Greene told the jury that he took “full responsibility” for the attack, and he
apologized for what he had done to the store clerk and to her family in the process.
He testified that in the future, he would check himself into the state hospital when he
ran out of his medication and that he would “probably not use illicit drugs anymore.”
Greene explained that he deeply regretted his actions and asked the jury to show him
mercy.
On cross-examination, the State asked Greene about his criminal history.
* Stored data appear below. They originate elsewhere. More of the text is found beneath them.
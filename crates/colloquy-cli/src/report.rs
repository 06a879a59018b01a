//! JSON report written after a batch.

use std::path::Path;

use anyhow::Context;
use colloquy_core::{BatchOutcome, TokenUsage};
use jiff::{SignedDuration, Timestamp};
use serde::Serialize;
use tokio::io::AsyncWriteExt;
use uuid::Uuid;

/// Per-sequence accounting.
#[derive(Debug, Clone, PartialEq, Serialize)]
pub struct SequenceSummary {
    /// Whether every step produced a response.
    pub completed: bool,
    /// Money spent on the sequence.
    pub cost: f64,
    /// Tokens consumed by the sequence.
    pub usage: TokenUsage,
}

/// Batch report: the response matrix, total cost and accounting details.
#[derive(Debug, Clone, PartialEq, Serialize)]
pub struct BatchReport {
    pub batch_id: Uuid,
    pub started_at: Timestamp,
    pub elapsed_ms: i64,
    /// One response list per input sequence; empty for failed sequences.
    pub responses: Vec<Vec<String>>,
    pub total_cost: f64,
    pub completed: usize,
    pub failed: usize,
    pub usage: TokenUsage,
    pub sequences: Vec<SequenceSummary>,
}

/// Milliseconds in `duration`, saturating at the bounds of `i64`.
fn whole_millis(duration: SignedDuration) -> i64 {
    let millis = duration.as_millis();
    i64::try_from(millis).unwrap_or(if millis < 0 { i64::MIN } else { i64::MAX })
}

impl From<&BatchOutcome> for BatchReport {
    fn from(outcome: &BatchOutcome) -> Self {
        Self {
            batch_id: outcome.batch_id,
            started_at: outcome.started_at,
            elapsed_ms: whole_millis(outcome.elapsed()),
            responses: outcome.responses(),
            total_cost: outcome.total_cost,
            completed: outcome.completed(),
            failed: outcome.failed(),
            usage: outcome.usage(),
            sequences: outcome
                .sequences
                .iter()
                .map(|sequence| SequenceSummary {
                    completed: sequence.is_complete(),
                    cost: sequence.cost,
                    usage: sequence.usage,
                })
                .collect(),
        }
    }
}

impl BatchReport {
    /// Serializes the report.
    pub fn render(&self, pretty: bool) -> anyhow::Result<String> {
        let json = if pretty {
            serde_json::to_string_pretty(self)
        } else {
            serde_json::to_string(self)
        };
        json.context("failed to serialize report")
    }

    /// Writes the report to `output`, or to stdout when `None`.
    pub async fn write(&self, output: Option<&Path>, pretty: bool) -> anyhow::Result<()> {
        let mut json = self.render(pretty)?;
        json.push('\n');

        match output {
            Some(path) => tokio::fs::write(path, json)
                .await
                .with_context(|| format!("failed to write {}", path.display())),
            None => {
                let mut stdout = tokio::io::stdout();
                stdout.write_all(json.as_bytes()).await?;
                stdout.flush().await.context("failed to write report to stdout")
            }
        }
    }
}

#[cfg(test)]
mod tests {
    use colloquy_core::SequenceOutcome;
    use serde_json::{Value, json};

    use super::*;

    fn outcome() -> BatchOutcome {
        let now = Timestamp::now();
        BatchOutcome::new(
            Uuid::now_v7(),
            vec![
                SequenceOutcome {
                    responses: vec!["OK".into()],
                    cost: 0.000_015,
                    usage: TokenUsage::new(10, 5),
                },
                SequenceOutcome {
                    responses: Vec::new(),
                    cost: 0.0,
                    usage: TokenUsage::default(),
                },
            ],
            now,
            now,
        )
    }

    #[test]
    fn test_report_shape() {
        let report = BatchReport::from(&outcome());
        let value: Value = serde_json::from_str(&report.render(false).unwrap()).unwrap();

        assert_eq!(value["responses"], json!([["OK"], []]));
        assert_eq!(value["completed"], 1);
        assert_eq!(value["failed"], 1);
        assert_eq!(value["usage"], json!({"input_tokens": 10, "output_tokens": 5}));
        assert_eq!(value["sequences"][1]["completed"], false);
        assert_eq!(value["elapsed_ms"], 0);
    }

    #[test]
    fn test_elapsed_millis_saturate() {
        assert_eq!(whole_millis(SignedDuration::from_millis(1_500)), 1_500);
        assert_eq!(whole_millis(SignedDuration::MAX), i64::MAX);
        assert_eq!(whole_millis(SignedDuration::MIN), i64::MIN);
    }

    #[test]
    fn test_pretty_rendering() {
        let report = BatchReport::from(&outcome());
        assert!(report.render(true).unwrap().contains('\n'));
        assert!(!report.render(false).unwrap().contains('\n'));
    }
}
#![forbid(unsafe_code)]
#![cfg_attr(docsrs, feature(doc_cfg))]
#![doc = include_str!("../README.md")]

mod config;
mod input;
mod report;

use std::process;

use anyhow::Context;
use colloquy_engine::{LlmBackend, RemoteLlmBackend};

use crate::config::Cli;
use crate::report::BatchReport;

// Tracing target constants
pub const TRACING_TARGET_STARTUP: &str = "colloquy_cli::startup";
pub const TRACING_TARGET_SHUTDOWN: &str = "colloquy_cli::shutdown";
pub const TRACING_TARGET_CONFIG: &str = "colloquy_cli::config";

#[tokio::main]
async fn main() {
    let Err(error) = run().await else {
        tracing::info!(
            target: TRACING_TARGET_SHUTDOWN,
            "application terminated successfully"
        );
        process::exit(0);
    };

    if tracing::enabled!(tracing::Level::ERROR) {
        tracing::error!(
            target: TRACING_TARGET_SHUTDOWN,
            error = %format!("{error:#}"),
            "application terminated with error"
        );
    } else {
        eprintln!("Error: {error:#}");
    }

    process::exit(1);
}

/// Main application entry point.
async fn run() -> anyhow::Result<()> {
    let cli = Cli::init();

    Cli::init_tracing();
    cli.log();
    cli.validate()?;

    let sequences = input::read_sequences(&cli.io.input)
        .await
        .context("failed to load prompt sequences")?;

    tracing::info!(
        target: TRACING_TARGET_STARTUP,
        sequences = sequences.len(),
        "prompt sequences loaded"
    );

    let mut backend = RemoteLlmBackend::new(cli.llm.clone()).context("invalid llm configuration")?;
    backend
        .setup()
        .await
        .context("failed to set up remote backend")?;

    let outcome = backend.complete_batch(&sequences).await;
    if let Err(err) = backend.teardown().await {
        tracing::warn!(
            target: TRACING_TARGET_SHUTDOWN,
            error = %err,
            "failed to release remote backend"
        );
    }
    let outcome = outcome.context("batch failed")?;

    BatchReport::from(&outcome)
        .write(cli.io.output.as_deref(), cli.io.pretty)
        .await?;

    Ok(())
}
//! Internal error types for colloquy-reqwest.

use thiserror::Error;

/// Result type alias for colloquy-reqwest operations.
pub type Result<T> = std::result::Result<T, Error>;

/// Internal error type for colloquy-reqwest operations.
#[derive(Debug, Error)]
pub enum Error {
    /// HTTP request failed.
    #[error("HTTP error: {0}")]
    Reqwest(#[from] reqwest::Error),
    /// Serialization error.
    #[error("Serialization error: {0}")]
    Serde(#[from] serde_json::Error),
    /// The transport was closed by teardown.
    #[error("transport is closed")]
    Closed,
}

impl From<Error> for colloquy_core::Error {
    fn from(err: Error) -> Self {
        match err {
            Error::Reqwest(e) => {
                if e.is_timeout() {
                    colloquy_core::Error::timeout()
                        .with_message(e.to_string())
                        .with_source(e)
                } else if e.is_connect() {
                    colloquy_core::Error::network_error()
                        .with_message("Connection failed")
                        .with_source(e)
                } else if e.is_builder() {
                    colloquy_core::Error::configuration()
                        .with_message(e.to_string())
                        .with_source(e)
                } else {
                    colloquy_core::Error::network_error()
                        .with_message(e.to_string())
                        .with_source(e)
                }
            }
            Error::Serde(e) => colloquy_core::Error::serialization()
                .with_message(e.to_string())
                .with_source(e),
            Error::Closed => {
                colloquy_core::Error::configuration().with_message("Transport is closed")
            }
        }
    }
}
He
testified that he was arrested for assault in 2011 and 2013. Regarding his September
2017 conviction for continuous family-violence assault, he explained that he had
grabbed the mother of his children and had “shook her up.” He had also been
6 arrested for disorderly conduct—once when the police were looking for drugs in his
hotel room and once when he displayed a firearm—and for unlawful possession of
body armor by a felon, and he had pled guilty to resisting arrest. Greene recalled the
facts of these incidents and testified to specific details, remembering some of them
“quite well.” For the family-violence incident, Greene explained that he had been
drinking. For the body-armor incident, he explained that he had been “off [his]
medication” but that he “might have been” smoking methamphetamine. Regarding
the other incidents, Greene provided no excuses for his actions.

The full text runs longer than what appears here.